Much of the recent analysis of presidentialism has been based on the assumption that executivelegislative confrontation creates simultaneous conditions for policy stability and regime breakdown. In the first section of the paper, I show that there is an inherent logical tension between these two predictions and that they rely on contradictory assumptions. In the second section, I develop a model of executivelegislative deadlock and argue that regime instability is more likely when partisan players are unilaterally impatient, when institutional design is biased in favor of one party, and when the number of parties is greater.
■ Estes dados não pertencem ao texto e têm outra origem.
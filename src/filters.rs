//! Narrow a merged posting list to what the user asked for.
//!
//! Both filters take a slice and return a new list; postings themselves are
//! never touched.

use crate::models::{JobPosting, JobType, SearchQuery};
use tracing::debug;

/// Tokens shorter than this are ignored by the relevance filter.
const MIN_TOKEN_LEN: usize = 3;

/// Apply every filter the query asks for, relevance first.
pub fn apply(postings: &[JobPosting], query: &SearchQuery) -> Vec<JobPosting> {
    let relevant = if query.filter_exact && !query.role.is_empty() {
        relevance(postings, &query.role)
    } else {
        postings.to_vec()
    };
    let kept = by_type(&relevant, query.want_job, query.want_intern);
    debug!(input = postings.len(), kept = kept.len(), "Applied filters");
    kept
}

/// Lower-cased role tokens of at least three characters.
pub fn role_tokens(role: &str) -> Vec<String> {
    role.split_whitespace()
        .filter(|token| token.chars().count() >= MIN_TOKEN_LEN)
        .map(str::to_lowercase)
        .collect()
}

/// Keep postings whose title or company mention every qualifying role token.
///
/// A role made only of short words has no qualifying tokens and keeps
/// everything.
pub fn relevance(postings: &[JobPosting], role: &str) -> Vec<JobPosting> {
    let tokens = role_tokens(role);
    postings
        .iter()
        .filter(|posting| {
            let haystack = format!("{} {}", posting.title, posting.company).to_lowercase();
            tokens.iter().all(|token| haystack.contains(token.as_str()))
        })
        .cloned()
        .collect()
}

/// Keep postings of the requested kinds.
///
/// Asking for both kinds (or, after form normalization, neither) is no
/// restriction at all.
pub fn by_type(postings: &[JobPosting], want_job: bool, want_intern: bool) -> Vec<JobPosting> {
    if want_job && want_intern {
        return postings.to_vec();
    }
    postings
        .iter()
        .filter(|posting| match posting.job_type {
            JobType::Job => want_job,
            JobType::Internship => want_intern,
        })
        .cloned()
        .collect()
}

#[cfg(test)]
mod tests {
    use super::*;
    use crate::models::{SearchForm, Source};
    use chrono::Utc;

    fn posting(title: &str, company: &str) -> JobPosting {
        JobPosting {
            source: Source::Indeed,
            title: title.to_string(),
            company: company.to_string(),
            location: "N/A".to_string(),
            job_type: JobType::Job,
            url: String::new(),
            scraped_at: Utc::now(),
        }
    }

    #[test]
    fn test_role_tokens_drop_short_words() {
        assert_eq!(role_tokens("Sr. UI dev at ACME"), vec!["sr.", "dev", "acme"]);
        assert!(role_tokens("go ui qa").is_empty());
    }

    #[test]
    fn test_relevance_requires_every_token() {
        let postings = vec![posting("Backend Engineer", "Acme")];
        assert!(relevance(&postings, "senior backend").is_empty());
        assert_eq!(relevance(&postings, "backend").len(), 1);
    }

    #[test]
    fn test_relevance_token_length_boundary() {
        let postings = vec![posting("Backend Engineer", "Acme")];
        // "go" has two characters and is dropped; "api" has three and must match
        assert_eq!(relevance(&postings, "go backend").len(), 1);
        assert!(relevance(&postings, "api backend").is_empty());
    }

    #[test]
    fn test_relevance_matches_company_and_substrings() {
        let postings = vec![
            posting("Engineer", "Pythonista Labs"),
            posting("Rust Developer", "Ferris"),
        ];
        let kept = relevance(&postings, "PYTHON");
        assert_eq!(kept.len(), 1);
        assert_eq!(kept[0].company, "Pythonista Labs");
    }

    #[test]
    fn test_relevance_with_no_tokens_keeps_everything() {
        let postings = vec![posting("A", "B"), posting("C", "D")];
        assert_eq!(relevance(&postings, "a b").len(), 2);
    }

    #[test]
    fn test_internship_only_on_jobs_is_empty() {
        let postings = vec![posting("Dev", "Co"), posting("Ops", "Co")];
        assert!(by_type(&postings, false, true).is_empty());
        assert_eq!(by_type(&postings, true, false).len(), 2);
        assert_eq!(by_type(&postings, true, true).len(), 2);
    }

    #[test]
    fn test_by_type_keeps_internships() {
        let mut intern = posting("Summer Intern", "Co");
        intern.job_type = JobType::Internship;
        let postings = vec![posting("Dev", "Co"), intern];
        let kept = by_type(&postings, false, true);
        assert_eq!(kept.len(), 1);
        assert_eq!(kept[0].title, "Summer Intern");
    }

    #[test]
    fn test_apply_skips_relevance_unless_requested() {
        let postings = vec![posting("Backend Engineer", "Acme"), posting("Chef", "Diner")];
        let form = SearchForm {
            role: "backend".to_string(),
            ..Default::default()
        };
        assert_eq!(apply(&postings, &SearchQuery::from_form(&form, 25)).len(), 2);

        let form = SearchForm {
            filter_exact: true,
            ..form
        };
        assert_eq!(apply(&postings, &SearchQuery::from_form(&form, 25)).len(), 1);
    }

    #[test]
    fn test_apply_without_role_ignores_relevance_flag() {
        let postings = vec![posting("Chef", "Diner")];
        let form = SearchForm {
            filter_exact: true,
            ..Default::default()
        };
        assert_eq!(apply(&postings, &SearchQuery::from_form(&form, 25)).len(), 1);
    }
}
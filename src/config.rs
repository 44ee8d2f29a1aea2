//! Runtime settings.
//!
//! Settings come from three layers, most specific first: command-line flags,
//! an optional YAML file, and the built-in defaults below. Every key in the
//! YAML file is optional.
//!
//! ```yaml
//! user_agent: "Mozilla/5.0 (X11; Linux x86_64)"
//! fetch_timeout_secs: 8
//! default_max_results: 40
//! ```

use crate::models::DEFAULT_MAX_RESULTS;
use serde::Deserialize;
use std::error::Error;
use std::time::Duration;
use tokio::fs;
use tracing::{info, instrument, warn};

pub const DEFAULT_USER_AGENT: &str = "Mozilla/5.0 (Windows NT 10.0; Win64; x64)";
pub const DEFAULT_FETCH_TIMEOUT_SECS: u64 = 10;

/// Settings shared by every request.
#[derive(Debug, Clone, PartialEq, Deserialize)]
#[serde(default)]
pub struct Settings {
    /// `User-Agent` sent with every fetch.
    pub user_agent: String,
    /// Per-source fetch budget in seconds.
    pub fetch_timeout_secs: u64,
    /// Result cap used when a request does not carry a usable one.
    pub default_max_results: usize,
}

impl Default for Settings {
    fn default() -> Self {
        Self {
            user_agent: DEFAULT_USER_AGENT.to_string(),
            fetch_timeout_secs: DEFAULT_FETCH_TIMEOUT_SECS,
            default_max_results: DEFAULT_MAX_RESULTS,
        }
    }
}

impl Settings {
    /// Parse settings from YAML text, filling gaps with defaults.
    pub fn from_yaml(text: &str) -> Result<Self, serde_yaml::Error> {
        if text.trim().is_empty() {
            return Ok(Self::default());
        }
        serde_yaml::from_str::<Settings>(text).map(Settings::sanitized)
    }

    /// Load settings from `path`, or the defaults when no path is given.
    #[instrument(level = "info")]
    pub async fn load(path: Option<&str>) -> Result<Self, Box<dyn Error>> {
        let Some(path) = path else {
            return Ok(Self::default());
        };
        let text = fs::read_to_string(path).await?;
        let settings = Self::from_yaml(&text)?;
        info!(?settings, "Loaded settings file");
        Ok(settings)
    }

    /// Apply command-line overrides on top of file/default values.
    pub fn with_overrides(mut self, fetch_timeout_secs: Option<u64>, user_agent: Option<String>) -> Self {
        if let Some(secs) = fetch_timeout_secs {
            self.fetch_timeout_secs = secs;
        }
        if let Some(ua) = user_agent {
            self.user_agent = ua;
        }
        self.sanitized()
    }

    pub fn fetch_timeout(&self) -> Duration {
        Duration::from_secs(self.fetch_timeout_secs)
    }

    fn sanitized(mut self) -> Self {
        if self.fetch_timeout_secs == 0 {
            warn!(default = DEFAULT_FETCH_TIMEOUT_SECS, "fetch_timeout_secs must be positive; using default");
            self.fetch_timeout_secs = DEFAULT_FETCH_TIMEOUT_SECS;
        }
        if self.default_max_results == 0 {
            warn!(default = DEFAULT_MAX_RESULTS, "default_max_results must be positive; using default");
            self.default_max_results = DEFAULT_MAX_RESULTS;
        }
        if self.user_agent.trim().is_empty() {
            self.user_agent = DEFAULT_USER_AGENT.to_string();
        }
        self
    }
}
In the third section, I test the predictions of the model using time-series cross-section data for 19 presidential countries in the Western Hemisphere between 1950 and 2000. Finally, I discuss how this approach illuminates some empirical puzzles like the historical survival of American presidentialism and the lower levels of regime instability created by executive-legislative deadlock in Latin America in the 1990s.

Keywords: presidentialism, stability, regime, Latin America.